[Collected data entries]
######
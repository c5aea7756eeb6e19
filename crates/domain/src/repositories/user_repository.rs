//! 用户仓储接口

use async_trait::async_trait;

use crate::entities::user::User;
use crate::repositories::RepositoryResult;
use crate::value_objects::{PasswordHash, Timestamp, UserId};

/// 待创建的用户记录
#[derive(Debug, Clone)]
pub struct NewUser {
    pub name: String,
    pub email: String,
    pub password_hash: PasswordHash,
}

#[async_trait]
pub trait UserRepository: Send + Sync {
    /// 创建用户；邮箱冲突返回 `RepositoryError::Conflict`
    async fn create(&self, user: NewUser) -> RepositoryResult<User>;

    /// 根据邮箱查找用户
    async fn find_by_email(&self, email: &str) -> RepositoryResult<Option<User>>;

    /// 根据ID查找用户
    async fn find_by_id(&self, id: UserId) -> RepositoryResult<Option<User>>;

    /// 更新最后在线时间，用户完全离线时调用
    async fn set_last_seen(&self, id: UserId, at: Timestamp) -> RepositoryResult<()>;
}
######
## Assigned task
The answer must consist of every entry, set down exactly as given.

## Exercise response
repository c5aea7756eeb6e19
filename crates/domain/src/repositories/user_repository.rs
//! 用户仓储接口

use async_trait::async_trait;

use crate::entities::user::User;
use crate::repositories::RepositoryResult;
use crate::value_objects::{PasswordHash, Timestamp, UserId};

/// 待创建的用户记录
#[derive(Debug, Clone)]
pub struct NewUser {
    pub name: String,
    pub email: String,
    pub password_hash: PasswordHash,
}

#[async_trait]
pub trait UserRepository: Send + Sync {
    /// 创建用户；邮箱冲突返回 `RepositoryError::Conflict`
    async fn create(&self, user: NewUser) -> RepositoryResult<User>;

    /// 根据邮箱查找用户
    async fn find_by_email(&self, email: &str) -> RepositoryResult<Option<User>>;

    /// 根据ID查找用户
    async fn find_by_id(&self, id: UserId) -> RepositoryResult<Option<User>>;

    /// 更新最后在线时间，用户完全离线时调用
    async fn set_last_seen(&self, id: UserId, at: Timestamp) -> RepositoryResult<()>;
}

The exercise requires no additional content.